Plusieurs activités seraient concernées : les supercalculateurs, utilisés dans les simulations de la dissuasion nucléaire française, les serveurs dans le segment de l’intelligence artificielle, l’informatique quantique ou encore les produits de cybersécurité. Cette lettre d’intention n’a aucune valeur contractuelle. Son principe est de manifester la volonté du gouvernement d’engager des discussions pour aboutir à ces reprises. L’Agence des participations de l’État est chargée de mener l’opération.

Une opération valorisée entre 700 millions et un milliard d’euros

Selon Atos, la valeur d’entreprise de ces activités souveraines, qui représente 10 % des revenus du groupe, se situe entre 700 millions et un milliard d’euros. Le fleuron national a exprimé sa « satisfaction » dans un communiqué ce lundi, estimant qu’une telle opération « protégerait les impératifs stratégiques de souveraineté de l’État ».

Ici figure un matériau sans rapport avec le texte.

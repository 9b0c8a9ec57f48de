use std::io::Read;
use std::path::{Path, PathBuf};
use std::sync::{Mutex, OnceLock};
use std::time::Duration;

use regex::Regex;
use serde::Deserialize;

use crate::paths::AppPaths;
use crate::process::{ProcessRunner, StreamLine};
use crate::{EngineError, Result};

// The output template leaves the extension to yt-dlp, so the finished file
// is located by scanning these.
pub const VIDEO_EXTS: &[&str] = &["mp4", "webm", "mkv", "mov", "avi"];

const OEMBED_TIMEOUT_SECS: u64 = 3;
const PROGRESS_LINE_PREFIX: &str = "DL ";

// Emit every Nth progress update; near-complete updates always go through so
// the bar lands on 99 before verification.
const PROGRESS_THROTTLE_EVERY: u32 = 10;

#[derive(Debug, Clone, PartialEq, Eq)]
pub struct VideoInfo {
    pub id: String,
    pub title: String,
    pub uploader: String,
    pub thumbnail_url: Option<String>,
}

#[derive(Debug, Deserialize)]
struct OembedResponse {
    #[serde(default)]
    title: Option<String>,
    #[serde(default)]
    author_name: Option<String>,
}

pub fn is_valid_url(raw: &str) -> bool {
    match url::Url::parse(raw) {
        Ok(parsed) => parsed.has_host(),
        Err(_) => false,
    }
}

// Covers watch, youtu.be, embed, /v/, user watch pages and shorts.
pub fn extract_video_id(raw: &str) -> Option<String> {
    static PATTERNS: OnceLock<[Regex; 2]> = OnceLock::new();
    let patterns = PATTERNS.get_or_init(|| {
        [
            Regex::new(
                r"(?:youtube\.com/watch\?v=|youtu\.be/|youtube\.com/embed/|youtube\.com/v/|youtube\.com/user/.+/watch\?v=)([^&\n?#]+)",
            )
            .unwrap(),
            Regex::new(r"youtube\.com/shorts/([^&\n?#]+)").unwrap(),
        ]
    });
    patterns
        .iter()
        .find_map(|p| p.captures(raw))
        .map(|c| c[1].to_string())
}

/// Fetch title/uploader/thumbnail for `url`. Recognized YouTube URLs go
/// through oEmbed first; anything else, or an oEmbed miss, runs a yt-dlp
/// metadata dump.
pub fn fetch_video_info(paths: &AppPaths, runner: &ProcessRunner, url: &str) -> Result<VideoInfo> {
    if !is_valid_url(url) {
        return Err(EngineError::InvalidUrl(url.to_string()));
    }
    if runner.is_canceled() {
        return Err(EngineError::Canceled);
    }

    if let Some(video_id) = extract_video_id(url) {
        if let Some(info) = fetch_oembed_info(&video_id) {
            return Ok(info);
        }
        if runner.is_canceled() {
            return Err(EngineError::Canceled);
        }
    }

    fetch_info_via_yt_dlp(paths, runner, url)
}

fn fetch_oembed_info(video_id: &str) -> Option<VideoInfo> {
    let agent: ureq::Agent = ureq::Agent::config_builder()
        .http_status_as_error(false)
        .timeout_global(Some(Duration::from_secs(OEMBED_TIMEOUT_SECS)))
        .user_agent(concat!("vidify/", env!("CARGO_PKG_VERSION")))
        .build()
        .into();

    let oembed_url = format!(
        "https://www.youtube.com/oembed?url=https://www.youtube.com/watch?v={video_id}&format=json"
    );
    let mut response = agent.get(&oembed_url).call().ok()?;
    if response.status().as_u16() != 200 {
        return None;
    }
    let mut body = Vec::new();
    response.body_mut().as_reader().read_to_end(&mut body).ok()?;
    let data: OembedResponse = serde_json::from_slice(&body).ok()?;

    Some(VideoInfo {
        id: video_id.to_string(),
        title: data.title.unwrap_or_else(|| "Untitled".to_string()),
        uploader: data.author_name.unwrap_or_else(|| "Unknown".to_string()),
        thumbnail_url: Some(format!("https://i.ytimg.com/vi/{video_id}/mqdefault.jpg")),
    })
}

fn fetch_info_via_yt_dlp(paths: &AppPaths, runner: &ProcessRunner, url: &str) -> Result<VideoInfo> {
    // A metadata dump should never take longer than a minute; a hung
    // extractor must not pin the info-fetch slot forever.
    let runner = runner.with_timeout(Duration::from_secs(60));
    let args = [
        "--dump-single-json",
        "--no-playlist",
        "--no-warnings",
        "--skip-download",
        "--socket-timeout",
        "5",
        "--no-check-certificates",
        url,
    ];

    let mut stdout = String::new();
    run_yt_dlp(paths, &runner, &args, &mut |line| {
        if let StreamLine::Stdout(text) = line {
            stdout.push_str(text);
            stdout.push('\n');
        }
    })
    .map_err(|e| match e {
        EngineError::ExternalToolFailed { stderr, .. } => EngineError::InfoFetch(stderr),
        other => other,
    })?;

    let value: serde_json::Value = serde_json::from_str(stdout.trim())
        .map_err(|e| EngineError::InfoFetch(format!("unreadable metadata for {url}: {e}")))?;

    let field = |key: &str| value.get(key).and_then(|v| v.as_str()).map(str::to_string);
    Ok(VideoInfo {
        id: field("id").unwrap_or_default(),
        title: field("title").unwrap_or_else(|| "Untitled".to_string()),
        uploader: field("uploader").unwrap_or_else(|| "Unknown".to_string()),
        thumbnail_url: field("thumbnail"),
    })
}

/// Download `url` into the input directory as `video<N>.<ext>`, reporting
/// throttled percent updates. Returns the verified non-empty file.
pub fn download_video(
    paths: &AppPaths,
    runner: &ProcessRunner,
    url: &str,
    format_id: Option<&str>,
    mut on_progress: impl FnMut(u8),
) -> Result<PathBuf> {
    if !is_valid_url(url) {
        return Err(EngineError::InvalidUrl(url.to_string()));
    }

    let input_dir = paths.input_dir();
    std::fs::create_dir_all(&input_dir).map_err(|e| EngineError::Filesystem {
        path: input_dir.clone(),
        source: e,
    })?;

    let index = allocate_video_index(&input_dir);
    let template = input_dir.join(format!("video{index}.%(ext)s"));

    let format = format_id.unwrap_or("bestvideo+bestaudio/best");
    let progress_template = format!(
        "download:{PROGRESS_LINE_PREFIX}%(progress.downloaded_bytes)s %(progress.total_bytes)s %(progress.total_bytes_estimate)s"
    );
    let template_arg = template.to_string_lossy().into_owned();
    let args = [
        "-o",
        template_arg.as_str(),
        "-f",
        format,
        "--no-playlist",
        "--no-warnings",
        "--newline",
        "--progress-template",
        progress_template.as_str(),
        "--socket-timeout",
        "10",
        "--no-check-certificates",
        url,
    ];

    let mut throttle = ProgressThrottle::default();
    run_yt_dlp(paths, runner, &args, &mut |line| {
        if let StreamLine::Stdout(text) = line {
            if let Some(percent) = parse_progress_line(text) {
                // Hold 100 back until the file on disk is verified.
                if let Some(p) = throttle.offer(percent.min(99)) {
                    on_progress(p);
                }
            }
        }
    })
    .map_err(|e| match e {
        EngineError::ExternalToolFailed { stderr, .. } => EngineError::Download(stderr),
        other => other,
    })?;

    let downloaded = verified_download_path(&input_dir, index)
        .ok_or_else(|| EngineError::Download("downloaded file is missing or empty".to_string()))?;
    on_progress(100);
    Ok(downloaded)
}

// Serialized process-wide so two concurrent scans cannot pick the same index.
pub fn allocate_video_index(dir: &Path) -> u32 {
    static NAME_LOCK: OnceLock<Mutex<()>> = OnceLock::new();
    let lock = NAME_LOCK.get_or_init(|| Mutex::new(()));
    let _guard = lock.lock().unwrap_or_else(|e| e.into_inner());

    let mut index = 1;
    while VIDEO_EXTS
        .iter()
        .any(|ext| dir.join(format!("video{index}.{ext}")).exists())
    {
        index += 1;
    }
    index
}

fn verified_download_path(dir: &Path, index: u32) -> Option<PathBuf> {
    VIDEO_EXTS.iter().find_map(|ext| {
        let candidate = dir.join(format!("video{index}.{ext}"));
        match std::fs::metadata(&candidate) {
            Ok(meta) if meta.len() > 0 => Some(candidate),
            _ => None,
        }
    })
}

// `DL <downloaded> <total> <estimate>` with `NA` for unknown fields.
fn parse_progress_line(line: &str) -> Option<u8> {
    let rest = line.trim().strip_prefix(PROGRESS_LINE_PREFIX)?;
    let mut parts = rest.split_whitespace();
    let downloaded: u64 = parts.next()?.parse().ok()?;
    let total: Option<u64> = parts.next().and_then(|p| p.parse().ok());
    let estimate: Option<u64> = parts.next().and_then(|p| p.parse().ok());

    match total.or(estimate) {
        Some(total) if total > 0 => {
            Some((downloaded.saturating_mul(100) / total).min(100) as u8)
        }
        _ => Some(0),
    }
}

#[derive(Default)]
struct ProgressThrottle {
    counter: u32,
    last_sent: u8,
}

impl ProgressThrottle {
    fn offer(&mut self, percent: u8) -> Option<u8> {
        // Merged formats make yt-dlp restart downloaded_bytes for the second
        // stream, so raw percents jump back; never drop below the high-water
        // mark already reported.
        if percent < self.last_sent {
            return None;
        }
        self.counter += 1;
        if self.counter >= PROGRESS_THROTTLE_EVERY || percent >= 99 {
            self.counter = 0;
            self.last_sent = percent;
            Some(percent)
        } else {
            None
        }
    }
}

// Tries the bundled/PATH binary first, then a Python module invocation for
// setups that only have the pip package.
fn run_yt_dlp(
    paths: &AppPaths,
    runner: &ProcessRunner,
    args: &[&str],
    on_line: &mut dyn FnMut(&StreamLine),
) -> Result<()> {
    let mut candidates: Vec<(PathBuf, Vec<&str>)> = vec![(paths.yt_dlp_cmd(), Vec::new())];
    candidates.push((PathBuf::from("python"), vec!["-m", "yt_dlp"]));
    candidates.push((PathBuf::from("python3"), vec!["-m", "yt_dlp"]));

    for (program, prefix) in candidates {
        let mut command = crate::cmd::command(&program);
        command.args(&prefix);
        command.args(args);
        match runner.run_streaming("yt-dlp", &mut command, &mut *on_line) {
            Ok(()) => return Ok(()),
            Err(EngineError::ExternalToolMissing { .. }) => continue,
            Err(other) => return Err(other),
        }
    }
    Err(EngineError::ExternalToolMissing {
        tool: "yt-dlp".to_string(),
    })
}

Le gouvernement souhaite néanmoins « que l’Etat ne soit pas seul », et compte rallier à sa cause d’autres acteurs français, notamment des entreprises opérant dans les domaines de la défense ou de l’aéronautique.

Cette volonté exprimée par le ministère de l’Économie, à un moment où Atos attend les propositions de refinancement de ses créanciers, tranche avec la prudence voire l’attentisme qui a caractérisé ses réponses durant l’examen du dernier budget. Lors des débats sur le projet de loi de finances (PLF) pour 2024, plusieurs parlementaires ont proposé, à travers des amendements, une « nationalisation temporaire des actifs ». Au Sénat, les trois groupes de gauche (socialistes, communistes et écologistes) ont ainsi proposé, le 2 décembre dernier, de réallouer 390 millions d’euros de l’Agence des participations de l’État à cet effet.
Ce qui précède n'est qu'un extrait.